--- START ---

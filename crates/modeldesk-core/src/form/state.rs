//! Form values, dirty tracking and submission planning

use super::FormMode;
use super::layout::{FieldSpec, FormLayout};
use super::validate::FormValidator;
use crate::cell::pretty_json;
use crate::schema::value_text;
use modeldesk_types::{Category, ConsoleError, ConsoleResult, Item, ValidationErrors};
use serde_json::{Number, Value};

/// Editable representation of a loaded value
fn normalize(field: &FieldSpec, value: Option<&Value>) -> Value {
	let value = match value {
		None | Some(Value::Null) => {
			return match field.category {
				Category::Strings => Value::Array(Vec::new()),
				_ => Value::String(String::new()),
			};
		}
		Some(value) => value,
	};
	match field.category {
		Category::Json => Value::String(pretty_json(value)),
		Category::Status => match value {
			Value::String(s) => s
				.trim()
				.parse::<i64>()
				.map(Value::from)
				.unwrap_or_else(|_| value.clone()),
			_ => value.clone(),
		},
		Category::Strings | Category::Boolean | Category::Number => value.clone(),
		Category::String
		| Category::Bytes
		| Category::ByteSize
		| Category::Result
		| Category::Date
		| Category::Code
		| Category::Placeholder => match value {
			Value::String(_) => value.clone(),
			other => Value::String(value_text(other)),
		},
	}
}

/// Form values of a loaded record
///
/// Null Strings become `[]`, other nulls `""`; Json values are
/// pretty-printed for editing.
pub fn display_values(layout: &FormLayout, item: &Item) -> Item {
	layout
		.fields
		.iter()
		.map(|f| (f.name.clone(), normalize(f, item.get(&f.name))))
		.collect()
}

/// Initial values of a create form: each field's default when present
pub fn default_values(layout: &FormLayout) -> Item {
	layout
		.fields
		.iter()
		.map(|f| (f.name.clone(), normalize(f, f.default_value.as_ref())))
		.collect()
}

/// Baseline and current values of one form
#[derive(Debug, Clone, PartialEq)]
pub struct FormState {
	mode: FormMode,
	baseline: Item,
	values: Item,
}

impl FormState {
	/// A form whose current values equal `baseline`
	pub fn new(mode: FormMode, baseline: Item) -> Self {
		Self {
			mode,
			values: baseline.clone(),
			baseline,
		}
	}

	/// Form for `item` in `layout`'s mode, normalized for editing
	pub fn load(layout: &FormLayout, item: &Item) -> Self {
		Self::new(layout.mode, display_values(layout, item))
	}

	/// Create form filled with defaults
	pub fn for_create(layout: &FormLayout) -> Self {
		Self::new(FormMode::Create, default_values(layout))
	}

	pub fn mode(&self) -> FormMode {
		self.mode
	}

	pub fn values(&self) -> &Item {
		&self.values
	}

	pub fn baseline(&self) -> &Item {
		&self.baseline
	}

	pub fn get(&self, name: &str) -> Option<&Value> {
		self.values.get(name)
	}

	pub fn set(&mut self, name: impl Into<String>, value: Value) {
		self.values.insert(name.into(), value);
	}

	/// Names of fields whose value differs from the baseline
	pub fn dirty_fields(&self) -> Vec<&str> {
		self.values
			.iter()
			.filter(|(name, value)| self.baseline.get(name.as_str()).unwrap_or(&Value::Null) != *value)
			.map(|(name, _)| name.as_str())
			.collect()
	}

	pub fn is_dirty(&self) -> bool {
		!self.dirty_fields().is_empty()
	}

	/// Current values of the dirty fields
	pub fn diff(&self) -> Item {
		self.dirty_fields()
			.into_iter()
			.filter_map(|name| self.values.get(name).map(|v| (name.to_string(), v.clone())))
			.collect()
	}

	/// Whether the submit control is enabled
	pub fn can_submit(&self) -> bool {
		match self.mode {
			FormMode::View => false,
			FormMode::Edit => self.is_dirty(),
			FormMode::Create => true,
		}
	}

	/// Makes the current values the new baseline, merged with `saved`
	///
	/// Fields present in `saved` take its value; dirty state clears.
	pub fn rebaseline(&mut self, layout: &FormLayout, saved: &Item) {
		let mut merged = self.values.clone();
		for field in &layout.fields {
			if let Some(value) = saved.get(&field.name) {
				merged.insert(field.name.clone(), normalize(field, Some(value)));
			}
		}
		self.baseline = merged.clone();
		self.values = merged;
	}
}

/// What a submission should do
#[derive(Debug, Clone, PartialEq)]
pub enum SubmitPlan {
	/// Nothing changed; no request is needed
	NoChange,
	/// Patch an existing record with the changed fields
	Update { data: Item },
	/// Create a new record
	Create { data: Item },
}

fn coerce_number(field: &str, raw: &str) -> ConsoleResult<Option<Value>> {
	let raw = raw.trim();
	if raw.is_empty() {
		return Ok(None);
	}
	if let Ok(n) = raw.parse::<i64>() {
		return Ok(Some(Value::from(n)));
	}
	match raw.parse::<f64>().ok().and_then(Number::from_f64) {
		Some(n) => Ok(Some(Value::Number(n))),
		None => {
			let mut errors = ValidationErrors::new();
			errors.add(field, "must be a number");
			Err(errors.into())
		}
	}
}

/// Converts form values into request values
///
/// Json text is parsed, Number text becomes a number (`""` is null) and
/// null values are dropped.
pub fn coerce(layout: &FormLayout, data: &Item) -> ConsoleResult<Item> {
	let mut out = Item::new();
	for (name, value) in data {
		let category = layout.field(name).map(|f| f.category);
		let coerced = match (category, value) {
			(_, Value::Null) => None,
			(Some(Category::Json), Value::String(raw)) => {
				if raw.trim().is_empty() {
					None
				} else {
					let parsed = serde_json::from_str::<Value>(raw).map_err(|err| ConsoleError::JsonField {
						field: name.clone(),
						message: err.to_string(),
					})?;
					Some(parsed)
				}
			}
			(Some(Category::Number), Value::String(raw)) => coerce_number(name, raw)?,
			(_, other) => Some(other.clone()),
		};
		if let Some(value) = coerced.filter(|v| !v.is_null()) {
			out.insert(name.clone(), value);
		}
	}
	Ok(out)
}

/// Validates the form and plans the request
///
/// Edit submits only dirty editable fields and yields
/// [`SubmitPlan::NoChange`] when nothing is left to send after coercion.
/// Create submits editable fields that carry a default or were changed;
/// untouched fields without a default stay unset.
pub fn prepare_submit(layout: &FormLayout, validator: &FormValidator, form: &FormState) -> ConsoleResult<SubmitPlan> {
	validator.validate(&layout.model, form.values())?;
	let editable = |name: &str| layout.field(name).is_some_and(|f| f.editable);
	match form.mode() {
		FormMode::View => Ok(SubmitPlan::NoChange),
		FormMode::Edit => {
			let changed: Item = form.diff().into_iter().filter(|(name, _)| editable(name.as_str())).collect();
			let data = coerce(layout, &changed)?;
			if data.is_empty() {
				return Ok(SubmitPlan::NoChange);
			}
			Ok(SubmitPlan::Update { data })
		}
		FormMode::Create => {
			let has_default = |name: &str| layout.field(name).is_some_and(|f| f.default_value.is_some());
			let values: Item = form
				.values()
				.iter()
				.filter(|(name, _)| editable(name.as_str()))
				.filter(|(name, value)| has_default(name.as_str()) || form.baseline().get(name.as_str()) != Some(*value))
				.map(|(k, v)| (k.clone(), v.clone()))
				.collect();
			Ok(SubmitPlan::Create {
				data: coerce(layout, &values)?,
			})
		}
	}
}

--- END ---

■ **Work request**
Output the whole listing exactly, leaving nothing out.

■ **Answer area**
filename crates/modeldesk-core/src/form/state.rs
//! Form values, dirty tracking and submission planning

use super::FormMode;
use super::layout::{FieldSpec, FormLayout};
use super::validate::FormValidator;
use crate::cell::pretty_json;
use crate::schema::value_text;
use modeldesk_types::{Category, ConsoleError, ConsoleResult, Item, ValidationErrors};
use serde_json::{Number, Value};

/// Editable representation of a loaded value
fn normalize(field: &FieldSpec, value: Option<&Value>) -> Value {
	let value = match value {
		None | Some(Value::Null) => {
			return match field.category {
				Category::Strings => Value::Array(Vec::new()),
				_ => Value::String(String::new()),
			};
		}
		Some(value) => value,
	};
	match field.category {
		Category::Json => Value::String(pretty_json(value)),
		Category::Status => match value {
			Value::String(s) => s
				.trim()
				.parse::<i64>()
				.map(Value::from)
				.unwrap_or_else(|_| value.clone()),
			_ => value.clone(),
		},
		Category::Strings | Category::Boolean | Category::Number => value.clone(),
		Category::String
		| Category::Bytes
		| Category::ByteSize
		| Category::Result
		| Category::Date
		| Category::Code
		| Category::Placeholder => match value {
			Value::String(_) => value.clone(),
			other => Value::String(value_text(other)),
		},
	}
}

/// Form values of a loaded record
///
/// Null Strings become `[]`, other nulls `""`; Json values are
/// pretty-printed for editing.
pub fn display_values(layout: &FormLayout, item: &Item) -> Item {
	layout
		.fields
		.iter()
		.map(|f| (f.name.clone(), normalize(f, item.get(&f.name))))
		.collect()
}

/// Initial values of a create form: each field's default when present
pub fn default_values(layout: &FormLayout) -> Item {
	layout
		.fields
		.iter()
		.map(|f| (f.name.clone(), normalize(f, f.default_value.as_ref())))
		.collect()
}

/// Baseline and current values of one form
#[derive(Debug, Clone, PartialEq)]
pub struct FormState {
	mode: FormMode,
	baseline: Item,
	values: Item,
}

impl FormState {
	/// A form whose current values equal `baseline`
	pub fn new(mode: FormMode, baseline: Item) -> Self {
		Self {
			mode,
			values: baseline.clone(),
			baseline,
		}
	}

	/// Form for `item` in `layout`'s mode, normalized for editing
	pub fn load(layout: &FormLayout, item: &Item) -> Self {
		Self::new(layout.mode, display_values(layout, item))
	}

	/// Create form filled with defaults
	pub fn for_create(layout: &FormLayout) -> Self {
		Self::new(FormMode::Create, default_values(layout))
	}

	pub fn mode(&self) -> FormMode {
		self.mode
	}

	pub fn values(&self) -> &Item {
		&self.values
	}

	pub fn baseline(&self) -> &Item {
		&self.baseline
	}

	pub fn get(&self, name: &str) -> Option<&Value> {
		self.values.get(name)
	}

	pub fn set(&mut self, name: impl Into<String>, value: Value) {
		self.values.insert(name.into(), value);
	}

	/// Names of fields whose value differs from the baseline
	pub fn dirty_fields(&self) -> Vec<&str> {
		self.values
			.iter()
			.filter(|(name, value)| self.baseline.get(name.as_str()).unwrap_or(&Value::Null) != *value)
			.map(|(name, _)| name.as_str())
			.collect()
	}

	pub fn is_dirty(&self) -> bool {
		!self.dirty_fields().is_empty()
	}

	/// Current values of the dirty fields
	pub fn diff(&self) -> Item {
		self.dirty_fields()
			.into_iter()
			.filter_map(|name| self.values.get(name).map(|v| (name.to_string(), v.clone())))
			.collect()
	}

	/// Whether the submit control is enabled
	pub fn can_submit(&self) -> bool {
		match self.mode {
			FormMode::View => false,
			FormMode::Edit => self.is_dirty(),
			FormMode::Create => true,
		}
	}

	/// Makes the current values the new baseline, merged with `saved`
	///
	/// Fields present in `saved` take its value; dirty state clears.
	pub fn rebaseline(&mut self, layout: &FormLayout, saved: &Item) {
		let mut merged = self.values.clone();
		for field in &layout.fields {
			if let Some(value) = saved.get(&field.name) {
				merged.insert(field.name.clone(), normalize(field, Some(value)));
			}
		}
		self.baseline = merged.clone();
		self.values = merged;
	}
}

/// What a submission should do
#[derive(Debug, Clone, PartialEq)]
pub enum SubmitPlan {
	/// Nothing changed; no request is needed
	NoChange,
	/// Patch an existing record with the changed fields
	Update { data: Item },
	/// Create a new record
	Create { data: Item },
}

fn coerce_number(field: &str, raw: &str) -> ConsoleResult<Option<Value>> {
	let raw = raw.trim();
	if raw.is_empty() {
		return Ok(None);
	}
	if let Ok(n) = raw.parse::<i64>() {
		return Ok(Some(Value::from(n)));
	}
	match raw.parse::<f64>().ok().and_then(Number::from_f64) {
		Some(n) => Ok(Some(Value::Number(n))),
		None => {
			let mut errors = ValidationErrors::new();
			errors.add(field, "must be a number");
			Err(errors.into())
		}
	}
}

/// Converts form values into request values
///
/// Json text is parsed, Number text becomes a number (`""` is null) and
/// null values are dropped.
pub fn coerce(layout: &FormLayout, data: &Item) -> ConsoleResult<Item> {
	let mut out = Item::new();
	for (name, value) in data {
		let category = layout.field(name).map(|f| f.category);
		let coerced = match (category, value) {
			(_, Value::Null) => None,
			(Some(Category::Json), Value::String(raw)) => {
				if raw.trim().is_empty() {
					None
				} else {
					let parsed = serde_json::from_str::<Value>(raw).map_err(|err| ConsoleError::JsonField {
						field: name.clone(),
						message: err.to_string(),
					})?;
					Some(parsed)
				}
			}
			(Some(Category::Number), Value::String(raw)) => coerce_number(name, raw)?,
			(_, other) => Some(other.clone()),
		};
		if let Some(value) = coerced.filter(|v| !v.is_null()) {
			out.insert(name.clone(), value);
		}
	}
	Ok(out)
}

/// Validates the form and plans the request
///
/// Edit submits only dirty editable fields and yields
/// [`SubmitPlan::NoChange`] when nothing is left to send after coercion.
/// Create submits editable fields that carry a default or were changed;
/// untouched fields without a default stay unset.
pub fn prepare_submit(layout: &FormLayout, validator: &FormValidator, form: &FormState) -> ConsoleResult<SubmitPlan> {
	validator.validate(&layout.model, form.values())?;
	let editable = |name: &str| layout.field(name).is_some_and(|f| f.editable);
	match form.mode() {
		FormMode::View => Ok(SubmitPlan::NoChange),
		FormMode::Edit => {
			let changed: Item = form.diff().into_iter().filter(|(name, _)| editable(name.as_str())).collect();
			let data = coerce(layout, &changed)?;
			if data.is_empty() {
				return Ok(SubmitPlan::NoChange);
			}
			Ok(SubmitPlan::Update { data })
		}
		FormMode::Create => {
			let has_default = |name: &str| layout.field(name).is_some_and(|f| f.default_value.is_some());
			let values: Item = form
				.values()
				.iter()
				.filter(|(name, _)| editable(name.as_str()))
				.filter(|(name, value)| has_default(name.as_str()) || form.baseline().get(name.as_str()) != Some(*value))
				.map(|(k, v)| (k.clone(), v.clone()))
				.collect();
			Ok(SubmitPlan::Create {
				data: coerce(layout, &values)?,
			})
		}
	}
}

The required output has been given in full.